Several big financial names may stick around LaSalle Street, as CIBC just extended its lease by six years, through 2029, at 120 S. LaSalle, and Northern Trust owns its headquarters at 50 S. LaSalle. Rosemont-based Wintrust Financial has a 180,000-square-foot lease at 231 S. LaSalle through June 2035, according to real estate information company CoStar Group.

But it’s unlikely that big tenants will fill the gaps left by those who leave.
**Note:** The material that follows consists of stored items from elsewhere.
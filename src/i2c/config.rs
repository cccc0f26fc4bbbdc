// Licensed under the Apache-2.0 license

//! Per-session configuration store and its validated setters.
//!
//! Every setter is atomic: the value is validated first and, for settings
//! the bus has to know about, pushed to the bus before it is stored. A
//! rejected value or a failed push leaves the configuration untouched.

use crate::common::Logger;
use crate::i2c::common::{
    BusSpeed, BusStatus, ClockDivider, CommandSequence, TransferFlags, COMMAND_SEQUENCE_MAX,
};
use crate::i2c::error::SessionError;
use crate::i2c::traits::I2cBusController;
use core::fmt;
use core::num::NonZeroU8;
use fugit::HertzU32;

/// Configuration of one session.
#[derive(Clone, Debug, PartialEq, Eq)]
pub struct SessionConfig {
    slave_address: Option<NonZeroU8>,
    register_address: Option<NonZeroU8>,
    command_sequence: Option<CommandSequence>,
    command_sequence_size: u16,
    speed: BusSpeed,
    flags: TransferFlags,
}

impl SessionConfig {
    /// Configuration of a freshly opened handle.
    #[must_use]
    pub fn new(default_divider: ClockDivider, flags: TransferFlags) -> Self {
        Self {
            slave_address: None,
            register_address: None,
            command_sequence: None,
            command_sequence_size: 0,
            speed: BusSpeed::Divider(default_divider),
            flags,
        }
    }

    /// Slave address, `None` until set.
    #[must_use]
    pub fn slave_address(&self) -> Option<u8> {
        self.slave_address.map(NonZeroU8::get)
    }

    /// Register address for repeated-start reads, `None` until set.
    #[must_use]
    pub fn register_address(&self) -> Option<u8> {
        self.register_address.map(NonZeroU8::get)
    }

    #[must_use]
    pub fn command_sequence(&self) -> Option<&[u8]> {
        self.command_sequence.as_deref()
    }

    /// Declared command sequence size, 0 while unset.
    #[must_use]
    pub const fn command_sequence_size(&self) -> u16 {
        self.command_sequence_size
    }

    #[must_use]
    pub const fn speed(&self) -> BusSpeed {
        self.speed
    }

    #[must_use]
    pub const fn baudrate(&self) -> Option<HertzU32> {
        self.speed.baudrate()
    }

    #[must_use]
    pub const fn clock_divider(&self) -> Option<ClockDivider> {
        self.speed.clock_divider()
    }

    #[must_use]
    pub const fn flags(&self) -> TransferFlags {
        self.flags
    }

    #[must_use]
    pub const fn tracing(&self) -> bool {
        self.flags.contains(TransferFlags::DEBUG_TRACE)
    }

    /// Write phase of a write-then-read transfer: the stored sequence cut
    /// to the declared size. `None` if either is missing.
    #[must_use]
    pub fn command_phase(&self) -> Option<&[u8]> {
        if self.command_sequence_size == 0 {
            return None;
        }
        let sequence = self.command_sequence.as_deref()?;
        let len = sequence.len().min(usize::from(self.command_sequence_size));
        sequence.get(..len)
    }

    pub(crate) fn trace<L: Logger>(&self, logger: &mut L, args: fmt::Arguments<'_>) {
        if self.tracing() {
            logger.debug(args);
        }
    }

    /// Store the slave address and program it on the bus.
    ///
    /// # Errors
    ///
    /// `InvalidArgument` for address 0, `Bus` if the push fails.
    pub fn set_slave_address<B, L>(
        &mut self,
        address: u8,
        bus: &mut B,
        logger: &mut L,
    ) -> Result<(), SessionError>
    where
        B: I2cBusController,
        L: Logger,
    {
        let Some(address) = NonZeroU8::new(address) else {
            return Err(rejected(logger, "slave address", 0));
        };
        bus.set_slave_address(address.get())
            .map_err(|e| push_failed(logger, "slave address", &e))?;
        self.trace(
            logger,
            format_args!("changing slave address to {:#x}", address.get()),
        );
        self.slave_address = Some(address);
        Ok(())
    }

    /// Store the register address used by repeated-start reads.
    ///
    /// # Errors
    ///
    /// `InvalidArgument` unless `register > 0`.
    pub fn set_register_address<L: Logger>(
        &mut self,
        register: i8,
        logger: &mut L,
    ) -> Result<(), SessionError> {
        let Some(register) = u8::try_from(register).ok().and_then(NonZeroU8::new) else {
            return Err(rejected(logger, "register address", register));
        };
        self.trace(
            logger,
            format_args!("changing slave register address to {:#x}", register.get()),
        );
        self.register_address = Some(register);
        Ok(())
    }

    /// Select the bus clock by rate; clears the divider.
    ///
    /// # Errors
    ///
    /// `InvalidArgument` unless `baudrate > 0`, `Bus` if the push fails.
    pub fn set_baudrate<B, L>(
        &mut self,
        baudrate: i32,
        bus: &mut B,
        logger: &mut L,
    ) -> Result<(), SessionError>
    where
        B: I2cBusController,
        L: Logger,
    {
        let rate = match u32::try_from(baudrate) {
            Ok(raw) if raw > 0 => HertzU32::from_raw(raw),
            _ => return Err(rejected(logger, "baudrate", baudrate)),
        };
        bus.set_baudrate(rate)
            .map_err(|e| push_failed(logger, "baudrate", &e))?;
        self.trace(logger, format_args!("changing baudrate to {}", rate.raw()));
        self.speed = BusSpeed::Baudrate(rate);
        Ok(())
    }

    /// Select the bus clock by divider; clears the baudrate.
    ///
    /// # Errors
    ///
    /// `InvalidArgument` unless the value is one of 2500, 626, 150, 148;
    /// `Bus` if the push fails.
    pub fn set_clock_divider<B, L>(
        &mut self,
        divider: i32,
        bus: &mut B,
        logger: &mut L,
    ) -> Result<(), SessionError>
    where
        B: I2cBusController,
        L: Logger,
    {
        let divider = ClockDivider::try_from(divider)
            .map_err(|raw| rejected(logger, "clock divider", raw))?;
        bus.set_clock_divider(divider)
            .map_err(|e| push_failed(logger, "clock divider", &e))?;
        self.trace(
            logger,
            format_args!("changing clock divider to {}", divider.raw()),
        );
        self.speed = BusSpeed::Divider(divider);
        Ok(())
    }

    /// Declare the command sequence size. Must precede the content.
    ///
    /// # Errors
    ///
    /// `InvalidArgument` unless `1 <= size <= 1023`.
    pub fn set_command_sequence_size<L: Logger>(
        &mut self,
        size: u16,
        logger: &mut L,
    ) -> Result<(), SessionError> {
        if size == 0 || usize::from(size) > COMMAND_SEQUENCE_MAX {
            return Err(rejected(logger, "command sequence size", size));
        }
        self.trace(logger, format_args!("changing cmds size to {size}"));
        self.command_sequence_size = size;
        Ok(())
    }

    /// Take an owned copy of the command sequence.
    ///
    /// # Errors
    ///
    /// `InvalidArgument` if the size was never declared, the sequence is
    /// empty, or it is longer than the declared size.
    pub fn set_command_sequence<L: Logger>(
        &mut self,
        sequence: &[u8],
        logger: &mut L,
    ) -> Result<(), SessionError> {
        if self.command_sequence_size == 0 {
            logger.error(format_args!("set the command sequence size first"));
            return Err(SessionError::InvalidArgument);
        }
        let Some(first) = sequence.first() else {
            logger.error(format_args!("empty command sequence"));
            return Err(SessionError::InvalidArgument);
        };
        if sequence.len() > usize::from(self.command_sequence_size) {
            return Err(rejected(logger, "command sequence length", sequence.len()));
        }
        let copy =
            CommandSequence::from_slice(sequence).map_err(|()| SessionError::InvalidArgument)?;
        self.trace(
            logger,
            format_args!("changing cmds to {first:#04x} (first cmds pos)"),
        );
        self.command_sequence = Some(copy);
        Ok(())
    }

    /// Replace the behaviour flags.
    ///
    /// # Errors
    ///
    /// `InvalidArgument` for the empty set.
    pub fn set_flags<L: Logger>(
        &mut self,
        flags: TransferFlags,
        logger: &mut L,
    ) -> Result<(), SessionError> {
        if flags.is_empty() {
            return Err(rejected(logger, "flags", flags.bits()));
        }
        self.trace(logger, format_args!("changing flags to {}", flags.bits()));
        self.flags = flags;
        Ok(())
    }
}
The Central Loop, where many older buildings have been converted into hotels and other uses, hasn’t seen a new office lease larger than 200,000 square feet in the past eight years and has landed only seven new deals larger than 100,000 square feet, according to MB. Offices leased by Bank of America and BMO Harris are also on the lower floors of their buildings, which is typically less desirable and more difficult to lease.

TECH SECTOR DEMAND

The good news for some LaSalle Street landlords is that creative and tech companies have shown they will lease space in revamped loft office buildings around the city, attracted to their vintage brick-and-timber feel.

After plowing $35 million in recent years into technological and other upgrades at the Board of Trade building, Chicago developer GlenStar Properties has attracted a mix of tenants from sectors including tech, real estate, consulting and public relations.

While trading firms accounted for almost all of the building’s tenants before the redevelopment, 60 percent of its users today are from other industries, says GlenStar Managing Principal Michael Klein.

At the landmark 47-story tower at 1 N. LaSalle, a venture led by Northbrook-based investor Hilco Real Estate spent $4 million upgrading and adding amenities, completed 245,000 square feet of new and renewed leases and last month sold the building for $113 million, or 36 percent more than it paid for it just two years ago.

For companies that want to attract young talent and make it easy for employees to get to work, the Central Loop and LaSalle Street are still attractive even if the buildings are older, says Mike Dolski, chief financial officer at Tampa, Fla.-based third-party logistics firm BlueGrace Logistics, which opened a downtown Chicago office at the Board of Trade building in May and is now expanding it to 15,000 square feet.

“I think you’re going to get a different collection of tenant types” on LaSalle in the next few years, Dolski says. “You’ll see less and less navy blue suits with ties and wingtips and maybe a little more office casual look.”